I ask if there was any information about her in the letter. Lucy says rather dryly that if I mean, did she say whether or not she was a carrier of haemophilia, no she didn’t. It was all about her having pleasant memories of Diana and about the last time she saw her being in Clara’s flat.

‘Did your mother ever mention this?’

‘I don’t remember it. But it may have been years ago while I was away at university. We’re none of us great letter writers.’

For the past ten minutes I’ve been thinking of phoning the clinic as soon as I can get to a phone box but after I’ve said goodbye to Lucy and we’ve made one of those empty promises to keep in touch, I get in a taxi and go there instead.

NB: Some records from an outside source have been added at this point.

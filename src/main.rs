use std::path::PathBuf;

use anyhow::Context;
use chrono::{DateTime, FixedOffset, Local, Utc};
use clap::{Parser, Subcommand};
use serde::Serialize;
use tracing_subscriber::{layer::SubscriberExt, util::SubscriberInitExt};

use vocab_srs::config::{self, DEFAULT_DUE_LIMIT};
use vocab_srs::db::SqliteStore;
use vocab_srs::domain::ItemRecord;
use vocab_srs::service::ReviewService;
use vocab_srs::{srs, Error};

/// Spaced-repetition review scheduler for vocabulary items
#[derive(Parser)]
#[command(name = "vocab-srs")]
#[command(version = env!("CARGO_PKG_VERSION"))]
#[command(about = "SM-2 review scheduling for vocabulary items")]
struct Cli {
  /// Database file (overrides config.toml and DATABASE_PATH)
  #[arg(long, global = true)]
  db: Option<PathBuf>,

  /// Print results as JSON
  #[arg(long, global = true)]
  json: bool,

  #[command(subcommand)]
  command: Commands,
}

#[derive(Subcommand)]
enum Commands {
  /// Start tracking an item; it is due immediately
  Add { id: String },

  /// Stop tracking an item and drop its review history
  Remove { id: String },

  /// Record a review grade (0-5) for an item
  Review {
    id: String,
    #[arg(allow_negative_numbers = true)]
    quality: i64,
    /// Review time as RFC 3339 (default: now, local time zone)
    #[arg(long)]
    at: Option<String>,
  },

  /// List items due for review
  Due {
    #[arg(long, default_value_t = DEFAULT_DUE_LIMIT)]
    limit: usize,
  },

  /// Show an item and its review history
  Show { id: String },

  /// Show progress toward mastery for an item
  Progress { id: String },

  /// Summary across all items
  Stats,

  /// Estimate days until an interval reaches the mastery threshold
  Mastery {
    interval: u32,
    #[arg(long)]
    target: Option<u32>,
  },
}

fn main() -> anyhow::Result<()> {
  tracing_subscriber::registry()
    .with(
      tracing_subscriber::EnvFilter::try_from_default_env().unwrap_or_else(|_| "vocab_srs=info".into()),
    )
    .with(tracing_subscriber::fmt::layer().with_writer(std::io::stderr))
    .init();

  let cli = Cli::parse();
  let settings = config::load().context("Failed to load configuration")?;

  // Only opened by commands that touch stored items
  let open_service = || -> anyhow::Result<ReviewService<SqliteStore>> {
    let db_path = cli.db.clone().unwrap_or_else(|| settings.database_path.clone());
    let store = SqliteStore::open(&db_path)
      .with_context(|| format!("Failed to open database {}", db_path.display()))?;
    Ok(ReviewService::new(store, settings.scheduler))
  };
  let now = Utc::now();

  match cli.command {
    Commands::Add { id } => {
      let record = open_service()?.add_item(&id, now)?;
      emit(cli.json, &record, || format!("Added {} (due now)", record.id))
    }
    Commands::Remove { id } => {
      if !open_service()?.remove_item(&id)? {
        return Err(Error::NotFound(id).into());
      }
      emit(cli.json, &id, || format!("Removed {}", id))
    }
    Commands::Review { id, quality, at } => {
      let service = open_service()?;
      let outcome = match at {
        Some(at) => service.submit_review(&id, quality, &parse_review_time(&at)?)?,
        None => service.submit_review(&id, quality, &Local::now())?,
      };
      emit(cli.json, &outcome, || {
        format!(
          "{}: quality {} -> interval {} day(s), ease {:.2}, streak {}, next review {}",
          id,
          outcome.quality,
          outcome.result.interval,
          outcome.result.ease_factor,
          outcome.result.review_count,
          outcome.result.next_review.with_timezone(&Local).format("%Y-%m-%d %H:%M"),
        )
      })
    }
    Commands::Due { limit } => {
      let due = open_service()?.due_queue(&now, limit)?;
      emit(cli.json, &due, || {
        if due.is_empty() {
          "Nothing due".to_string()
        } else {
          due.iter().map(describe).collect::<Vec<_>>().join("\n")
        }
      })
    }
    Commands::Show { id } => {
      let service = open_service()?;
      let record = service.get_item(&id)?;
      let history = service.history(&id)?;
      #[derive(Serialize)]
      struct Shown<'a> {
        item: &'a ItemRecord,
        history: &'a [vocab_srs::domain::ReviewLog],
      }
      emit(cli.json, &Shown { item: &record, history: &history }, || {
        let mut lines = vec![describe(&record)];
        for log in &history {
          lines.push(format!(
            "  {} quality {} -> interval {}, ease {:.2}",
            log.reviewed_at.with_timezone(&Local).format("%Y-%m-%d %H:%M"),
            log.quality,
            log.interval,
            log.ease_factor
          ));
        }
        lines.join("\n")
      })
    }
    Commands::Progress { id } => {
      let progress = open_service()?.progress(&id, &now)?;
      emit(cli.json, &progress, || {
        if progress.is_mastered {
          format!("{}: mastered (interval {} days)", progress.id, progress.interval)
        } else {
          format!(
            "{}: interval {} days, ~{} more days to mastery{}",
            progress.id,
            progress.interval,
            progress.estimated_days_to_mastery,
            if progress.is_due { " (due now)" } else { "" }
          )
        }
      })
    }
    Commands::Stats => {
      let stats = open_service()?.stats(&now)?;
      emit(cli.json, &stats, || {
        format!(
          "{} items, {} due, {} mastered, average ease {}",
          stats.total_items,
          stats.due_items,
          stats.mastered_items,
          stats
            .average_ease_factor
            .map(|ef| format!("{:.2}", ef))
            .unwrap_or_else(|| "-".to_string())
        )
      })
    }
    Commands::Mastery { interval, target } => {
      // Pure estimate, no database needed
      let target = target.unwrap_or(settings.scheduler.mastery_target_days);
      print_mastery_estimate(cli.json, interval, target)
    }
  }
}

fn print_mastery_estimate(json: bool, interval: u32, target: u32) -> anyhow::Result<()> {
  #[derive(Serialize)]
  struct Estimate {
    interval: u32,
    target: u32,
    days: u32,
  }

  let days = srs::estimate_days_to_mastery(interval, target);
  emit(json, &Estimate { interval, target, days }, || {
    format!("~{} days until a {}-day interval reaches {} days", days, interval, target)
  })
}

fn parse_review_time(s: &str) -> Result<DateTime<FixedOffset>, Error> {
  DateTime::parse_from_rfc3339(s).map_err(|_| Error::InvalidTimestamp(s.to_string()))
}

fn describe(record: &ItemRecord) -> String {
  format!(
    "{}  interval {}d  ease {:.2}  streak {}  next {}",
    record.id,
    record.item.interval,
    record.item.ease_factor,
    record.item.review_count,
    record.next_review.with_timezone(&Local).format("%Y-%m-%d %H:%M"),
  )
}

fn emit<T: Serialize>(json: bool, value: &T, text: impl FnOnce() -> String) -> anyhow::Result<()> {
  if json {
    println!("{}", serde_json::to_string_pretty(value)?);
  } else {
    println!("{}", text());
  }
  Ok(())
}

There’s nothing to be done now but wait. The Long Wait, they call it at the hospital, the fourteen days between replacing the embryos and taking a pregnancy test. In our case they extend between a date in March and a date in April. There are no measures Jude can take to improve the chances of the three tiny pinhead size embryos, no vitamins to help, no supplements, though she’s supposed to avoid strenuous exercise and alcohol. She’s so desperate for this to work I think she’d happily avoid food if it would assist success. I’m desperate for it to work in order to make her happy – or keep her happy.

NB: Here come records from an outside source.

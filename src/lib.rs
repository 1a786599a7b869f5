pub mod config;
pub mod db;
pub mod domain;
pub mod error;
pub mod paths;
pub mod service;
pub mod srs;
#[cfg(any(test, feature = "testing"))]
pub mod testing;

pub use error::{Error, Result};
//! In-process review store, for embedding and tests.

use chrono::{DateTime, Utc};
use std::collections::BTreeMap;
use std::sync::{Mutex, MutexGuard};

use crate::domain::{ItemRecord, ReviewLog};
use crate::error::{Error, Result};

use super::ReviewStore;

#[derive(Debug, Default)]
struct MemoryState {
    items: BTreeMap<String, ItemRecord>,
    logs: Vec<ReviewLog>,
    last_log_id: i64,
}

#[derive(Debug, Default)]
pub struct MemoryStore {
    state: Mutex<MemoryState>,
}

impl MemoryStore {
    pub fn new() -> Self {
        Self::default()
    }

    fn lock(&self) -> Result<MutexGuard<'_, MemoryState>> {
        self.state.lock().map_err(|_| Error::LockPoisoned)
    }
}

impl ReviewStore for MemoryStore {
    fn get_item(&self, id: &str) -> Result<Option<ItemRecord>> {
        Ok(self.lock()?.items.get(id).cloned())
    }

    fn insert_item(&self, record: &ItemRecord) -> Result<()> {
        let mut state = self.lock()?;
        if state.items.contains_key(&record.id) {
            return Err(Error::AlreadyExists(record.id.clone()));
        }
        state.items.insert(record.id.clone(), record.clone());
        Ok(())
    }

    fn save_item(&self, record: &ItemRecord) -> Result<()> {
        let mut state = self.lock()?;
        match state.items.get_mut(&record.id) {
            Some(existing) => {
                *existing = record.clone();
                Ok(())
            }
            None => Err(Error::NotFound(record.id.clone())),
        }
    }

    fn delete_item(&self, id: &str) -> Result<bool> {
        let mut state = self.lock()?;
        state.logs.retain(|log| log.item_id != id);
        Ok(state.items.remove(id).is_some())
    }

    fn due_items(&self, now: &DateTime<Utc>, limit: usize) -> Result<Vec<ItemRecord>> {
        let state = self.lock()?;
        let mut due: Vec<ItemRecord> = state
            .items
            .values()
            .filter(|record| record.is_due_at(now))
            .cloned()
            .collect();
        // BTreeMap iteration already orders ties by id; sort_by_key is stable
        due.sort_by_key(|record| record.next_review);
        due.truncate(limit);
        Ok(due)
    }

    fn all_items(&self) -> Result<Vec<ItemRecord>> {
        Ok(self.lock()?.items.values().cloned().collect())
    }

    fn insert_review_log(&self, log: &ReviewLog) -> Result<i64> {
        let mut state = self.lock()?;
        state.last_log_id += 1;
        let id = state.last_log_id;
        state.logs.push(ReviewLog { id, ..log.clone() });
        Ok(id)
    }

    fn review_logs(&self, item_id: &str) -> Result<Vec<ReviewLog>> {
        let state = self.lock()?;
        let mut logs: Vec<ReviewLog> = state
            .logs
            .iter()
            .filter(|log| log.item_id == item_id)
            .cloned()
            .collect();
        logs.sort_by_key(|log| (log.reviewed_at, log.id));
        Ok(logs)
    }
}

She’s not exactly happy now, though, for she hovers and trembles between laughter and tears, desperate sometimes for distractions from her all-absorbing ambition, then guilty because she’s superstitiously afraid that if she stops thinking about it for a single moment her indifferent womb may go back on her and reject these foetuses through lack of her wanting them enough . It’s all madness.

*

There are just eleven days to go now and she’s fine. I think about hope again, that treacherous virtue, how it fills her body and soul, revitalizes her, makes her look ten years younger, puts a spring in her step and a light in her eyes. She’s even apologizing to me for being so ‘distant’, so ‘preoccupied’. She’s not been much of a companion, not much of a wife, these past weeks, she says, but she’ll make it up to me when she knows there’s a healthy growing baby in there, and she pats her flat stomach. I’m not to worry about selling the house, we won’t have to sell the house, she’s take a second job if she has to, be some popular millionaire author’s private copy editor or, she adds vaguely, read manuscripts for someone. I reassure her and tell her I’m not worried, I know everything’s going to be all right, but that’s not the way I’m thinking. I’m thinking she doesn’t know what it’s be like holding down one job with a baby at home, let alone taking on another. If by some wild stretch of the imagination I can believe it possible, I know I’ll be at home with the child, able to do just enough work of some kind or other to pay a nanny. But, naturally, I don’t say any of this. The days when we told each other our inmost thoughts are gone, when we were honest with each other, or as honest as people ever are. I’m even reluctant to tell her of the latest Henry developments. How can I tell a woman – my wife – who carries a faulty gene, about my discoveries of women who carry faulty genes? She knows I’ve met my cousin Lucy but she didn’t want to know more, she didn’t ask and I didn’t tell her.

I haven’t told her about Tenna and my belief that Barbla Maibach came from there. What’s the point? Whether the PGD works or not I obviously can’t go there. I understand she wants me with her. And I’ll stay as long as that’s what she wants. Damn Tenna. Bugger Tenna. I do tell David but he’s not very interested. These genealogists don’t seem to care much about personalities, birthplaces, historical oddities, only about names and dates.